National Geographic and the question of Race

I first read about the concept of fluctuating morality while studying industrial psychology at University. It was explained that human beliefs, once ingrained in a childhood, are difficult to change individually. However morality and generally accepted ideas of what is right and wrong do tend to fluctuate with the times as new ideas and concepts are adopted. This is why older people are often considered more behind the times or more conservative as they continue to cling to the beliefs and values that they learnt as children. Great examples of fluctuating moral standards include slavery. 150 years ago this concept was widely condoned and accepted while the very idea is considered abhorrent today. Consider female suffrage, 100 years ago women were starving and dying for their right to vote while for most girls in Western society at least, their entitled expectation of this right is very rarely even questioned. Which brings us to the topic of the National Geographic magazine... First founded in 1888 the magazine has been a primary source of information on culture and the wonders of the world for over 100 years, inspiring hundreds and thousands of young people’s desires to travel and explore.

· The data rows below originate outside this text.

//! Local knowledge base (research notes, protocol whitepapers)
//!
//! Documents under the configured directory are split into overlapping
//! chunks once at startup and searched by term overlap.

use super::{string_param, Tool};
use crate::error::AdvisorError;
use crate::models::{ToolInput, ToolOutput};
use crate::Result;
use serde_json::{json, Value};
use std::collections::HashSet;
use std::path::Path;
use std::sync::Arc;
use tracing::{info, warn};

const CHUNK_SIZE: usize = 800;
const CHUNK_OVERLAP: usize = 100;
const TOP_K: usize = 3;

#[derive(Debug, Clone)]
pub struct Chunk {
    pub source: String,
    pub text: String,
    terms: HashSet<String>,
}

#[derive(Debug, Default)]
pub struct KnowledgeBase {
    chunks: Vec<Chunk>,
}

impl KnowledgeBase {
    /// Load every `.md` / `.txt` file in `dir`. A missing directory yields an
    /// empty index.
    pub fn load(dir: &Path) -> Result<Self> {
        if !dir.is_dir() {
            warn!(dir = %dir.display(), "Knowledge directory not found, index is empty");
            return Ok(Self::default());
        }

        let mut entries: Vec<_> = std::fs::read_dir(dir)?
            .filter_map(|e| e.ok())
            .map(|e| e.path())
            .filter(|p| {
                p.extension()
                    .and_then(|ext| ext.to_str())
                    .map(|ext| matches!(ext.to_lowercase().as_str(), "md" | "txt"))
                    .unwrap_or(false)
            })
            .collect();
        entries.sort();

        let mut base = Self::default();
        for path in entries {
            let text = match std::fs::read_to_string(&path) {
                Ok(text) => text,
                Err(e) => {
                    warn!(path = %path.display(), error = %e, "Skipping unreadable knowledge document");
                    continue;
                }
            };
            let source = path
                .file_name()
                .map(|n| n.to_string_lossy().into_owned())
                .unwrap_or_default();
            base.add_document(&source, &text);
        }

        info!(
            dir = %dir.display(),
            chunks = base.chunks.len(),
            "Knowledge base loaded"
        );
        Ok(base)
    }

    pub fn add_document(&mut self, source: &str, text: &str) {
        for piece in split_chunks(text, CHUNK_SIZE, CHUNK_OVERLAP) {
            let terms = tokenize(&piece);
            if terms.is_empty() {
                continue;
            }
            self.chunks.push(Chunk {
                source: source.to_string(),
                text: piece,
                terms,
            });
        }
    }

    pub fn len(&self) -> usize {
        self.chunks.len()
    }

    pub fn is_empty(&self) -> bool {
        self.chunks.is_empty()
    }

    /// Best `k` chunks by shared-term count, ties kept in load order.
    pub fn search(&self, query: &str, k: usize) -> Vec<&Chunk> {
        let query_terms = tokenize(query);
        if query_terms.is_empty() {
            return Vec::new();
        }

        let mut scored: Vec<(usize, usize)> = self
            .chunks
            .iter()
            .enumerate()
            .map(|(idx, chunk)| (idx, chunk.terms.intersection(&query_terms).count()))
            .filter(|(_, score)| *score > 0)
            .collect();

        scored.sort_by(|a, b| b.1.cmp(&a.1).then(a.0.cmp(&b.0)));
        scored
            .into_iter()
            .take(k)
            .map(|(idx, _)| &self.chunks[idx])
            .collect()
    }
}

/// Character windows of `size` advancing by `size - overlap`.
fn split_chunks(text: &str, size: usize, overlap: usize) -> Vec<String> {
    let chars: Vec<char> = text.chars().collect();
    let step = size.saturating_sub(overlap).max(1);
    let mut out = Vec::new();
    let mut start = 0;

    while start < chars.len() {
        let end = (start + size).min(chars.len());
        let piece: String = chars[start..end].iter().collect();
        if !piece.trim().is_empty() {
            out.push(piece.trim().to_string());
        }
        if end == chars.len() {
            break;
        }
        start += step;
    }
    out
}

/// Lowercased ASCII words plus single CJK characters.
fn tokenize(text: &str) -> HashSet<String> {
    let mut terms = HashSet::new();
    let mut word = String::new();

    for ch in text.chars() {
        if ch.is_ascii_alphanumeric() {
            word.push(ch.to_ascii_lowercase());
            continue;
        }
        if word.len() > 1 {
            terms.insert(std::mem::take(&mut word));
        } else {
            word.clear();
        }
        if is_cjk(ch) {
            terms.insert(ch.to_string());
        }
    }
    if word.len() > 1 {
        terms.insert(word);
    }
    terms
}

fn is_cjk(ch: char) -> bool {
    matches!(ch as u32, 0x4E00..=0x9FFF | 0x3400..=0x4DBF)
}

pub struct KnowledgeBaseTool {
    base: Arc<KnowledgeBase>,
}

impl KnowledgeBaseTool {
    pub fn new(base: Arc<KnowledgeBase>) -> Self {
        Self { base }
    }
}

#[async_trait::async_trait]
impl Tool for KnowledgeBaseTool {
    fn name(&self) -> &'static str {
        "query_knowledge_base"
    }

    fn description(&self) -> &'static str {
        "查询专业的加密货币研报、DeFi 白皮书和宏观分析框架。问到协议机制（如集中流动性、无常损失）或宏观市场周期时调用。"
    }

    fn parameters(&self) -> Value {
        json!({
            "type": "object",
            "properties": {
                "query": { "type": "string", "description": "Question or topic" }
            },
            "required": ["query"]
        })
    }

    async fn execute(&self, input: &ToolInput) -> Result<ToolOutput> {
        let query = string_param(input, &["query", "text"]).ok_or_else(|| {
            AdvisorError::InvalidToolInput("Expected 'query' for query_knowledge_base".to_string())
        })?;

        let hits = self.base.search(query, TOP_K);
        info!(query = %query, hits = hits.len(), "Knowledge base searched");

        if hits.is_empty() {
            return Ok(ToolOutput::text("本地知识库中未找到相关专业资料。"));
        }

        let joined = hits
            .iter()
            .map(|c| c.text.as_str())
            .collect::<Vec<_>>()
            .join("\n\n");
        Ok(ToolOutput::text(joined))
    }
}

Stephen Fry commends National Geographic for much of his understanding of the world and cultures in his third autobiography (and most self-indulgent to date), More Fool Me, and adds that much of his childhood understanding of human bodies was also learnt from the magazine which was renowned for featuring cultural images of near naked bodies.  He also references the impact of the magazine on children in his novel the Liar:

“Yet inside he remained the same Adrian who.. smelt his own farts and wasted hours skimming through National Geographic on the off-chance of seeing a few naked bodies.”
― Stephen FryThe Liar

 

Taking over as editor of National Geographic in 2014 Susan Goldberg came across past National Geographic coverage which her modern beliefs considered appalling.  As the first woman and first Jewish editor, a member of two groups that have faced discrimination from the Magazine in the past Susan said that it hurt to share some of the morally outdated stories from the magazine’s past.

“We thought we should devote our April magazine to the topic of race and examine our history before turning our reportorial gaze to others.  Many people tell us that National Geographic was their first experience with the world beyond their own community.  We take seriously our responsibility to present an accurate and authentic picture of the world.  We know we have not always excelled when covering stories of racial difference.”

 

Horrifyingly there is no scientific basis for race and yet its perceived divisions have had such devastating effects historically.  “Race is not a biological construct.  So Many of the horrors of the past few centuries can be traced to the idea that one race is inferior to another.  Racial distinctions continue to shape our politics, our neighbourhoods and our sense of self,” says writer Elizabeth Kolbert.

 

Some of the stories in the much anticipated edition of the Magazine includes a feature on a pair of 11 year old twins, Marcia and Millie Biggs who will make you reconsider everything you thought you knew of race.  Marcia looks like her English mother while Millie looks like her father who is of Jamacian decent.

Other stories include a piece on the dawn of the white minority in the USA, an article on the science of race and an examination of interacial relationships 50 years after the US Supreme Court legalised these in the case of Loving vs Virginia.